**Dataset records:**
== Segment start ==
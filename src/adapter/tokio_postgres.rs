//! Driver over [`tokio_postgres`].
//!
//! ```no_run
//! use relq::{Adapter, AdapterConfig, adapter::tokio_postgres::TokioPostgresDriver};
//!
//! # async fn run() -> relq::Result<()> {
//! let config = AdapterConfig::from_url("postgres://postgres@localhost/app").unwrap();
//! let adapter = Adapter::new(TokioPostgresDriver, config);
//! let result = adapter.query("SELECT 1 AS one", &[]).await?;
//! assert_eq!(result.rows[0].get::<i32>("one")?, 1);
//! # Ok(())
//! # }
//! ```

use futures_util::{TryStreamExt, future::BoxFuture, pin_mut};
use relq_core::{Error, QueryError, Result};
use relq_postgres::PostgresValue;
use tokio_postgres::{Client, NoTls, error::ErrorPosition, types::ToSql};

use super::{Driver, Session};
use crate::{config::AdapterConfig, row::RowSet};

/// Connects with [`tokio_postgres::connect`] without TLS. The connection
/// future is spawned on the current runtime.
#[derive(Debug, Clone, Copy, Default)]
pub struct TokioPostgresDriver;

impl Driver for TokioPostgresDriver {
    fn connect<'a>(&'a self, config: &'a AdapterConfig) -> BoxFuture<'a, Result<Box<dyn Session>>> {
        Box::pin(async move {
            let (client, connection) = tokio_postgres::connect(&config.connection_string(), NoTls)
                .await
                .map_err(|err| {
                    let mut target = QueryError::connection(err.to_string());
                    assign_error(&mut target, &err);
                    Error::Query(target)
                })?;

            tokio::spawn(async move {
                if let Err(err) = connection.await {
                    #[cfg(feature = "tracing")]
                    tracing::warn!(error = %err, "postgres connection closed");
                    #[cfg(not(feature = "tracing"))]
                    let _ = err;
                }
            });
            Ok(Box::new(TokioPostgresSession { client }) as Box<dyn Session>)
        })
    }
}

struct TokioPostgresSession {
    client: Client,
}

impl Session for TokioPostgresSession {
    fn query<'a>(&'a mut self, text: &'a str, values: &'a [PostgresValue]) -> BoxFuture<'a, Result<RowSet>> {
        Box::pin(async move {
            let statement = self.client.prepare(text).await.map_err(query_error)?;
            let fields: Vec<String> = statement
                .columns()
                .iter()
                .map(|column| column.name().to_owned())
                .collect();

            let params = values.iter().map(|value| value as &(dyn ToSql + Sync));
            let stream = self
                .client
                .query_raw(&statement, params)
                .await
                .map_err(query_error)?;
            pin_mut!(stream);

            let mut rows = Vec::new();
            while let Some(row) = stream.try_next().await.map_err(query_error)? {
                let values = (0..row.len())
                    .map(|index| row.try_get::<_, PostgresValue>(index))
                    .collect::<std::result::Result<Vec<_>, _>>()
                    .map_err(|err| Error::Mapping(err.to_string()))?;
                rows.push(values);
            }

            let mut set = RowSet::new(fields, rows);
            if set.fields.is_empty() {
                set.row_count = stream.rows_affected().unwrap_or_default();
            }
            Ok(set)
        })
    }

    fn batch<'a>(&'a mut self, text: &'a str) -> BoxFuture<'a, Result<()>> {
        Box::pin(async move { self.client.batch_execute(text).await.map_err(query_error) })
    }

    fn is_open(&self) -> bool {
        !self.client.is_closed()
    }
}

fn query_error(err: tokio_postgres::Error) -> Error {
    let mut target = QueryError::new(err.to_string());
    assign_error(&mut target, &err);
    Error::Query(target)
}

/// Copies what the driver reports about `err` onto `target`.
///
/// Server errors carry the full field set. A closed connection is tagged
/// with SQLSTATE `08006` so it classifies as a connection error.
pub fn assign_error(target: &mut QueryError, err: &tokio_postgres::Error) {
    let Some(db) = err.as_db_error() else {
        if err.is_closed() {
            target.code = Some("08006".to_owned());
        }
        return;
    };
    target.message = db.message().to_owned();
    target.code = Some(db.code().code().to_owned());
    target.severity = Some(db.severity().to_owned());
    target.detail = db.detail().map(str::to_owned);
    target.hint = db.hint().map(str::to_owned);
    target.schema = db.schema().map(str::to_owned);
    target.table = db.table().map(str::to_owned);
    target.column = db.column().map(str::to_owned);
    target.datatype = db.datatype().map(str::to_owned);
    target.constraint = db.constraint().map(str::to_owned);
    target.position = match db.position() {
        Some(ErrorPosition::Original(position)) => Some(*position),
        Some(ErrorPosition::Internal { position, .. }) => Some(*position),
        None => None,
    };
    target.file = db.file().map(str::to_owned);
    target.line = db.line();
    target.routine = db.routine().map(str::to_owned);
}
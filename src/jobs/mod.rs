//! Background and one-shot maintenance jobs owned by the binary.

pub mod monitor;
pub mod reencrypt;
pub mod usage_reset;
== Segment end ==
**What is needed:** Collect the lines of the records that include the string "fields".

**Solution for this task:**
            let fields: Vec<String> = statement
            let mut set = RowSet::new(fields, rows);
            if set.fields.is_empty() {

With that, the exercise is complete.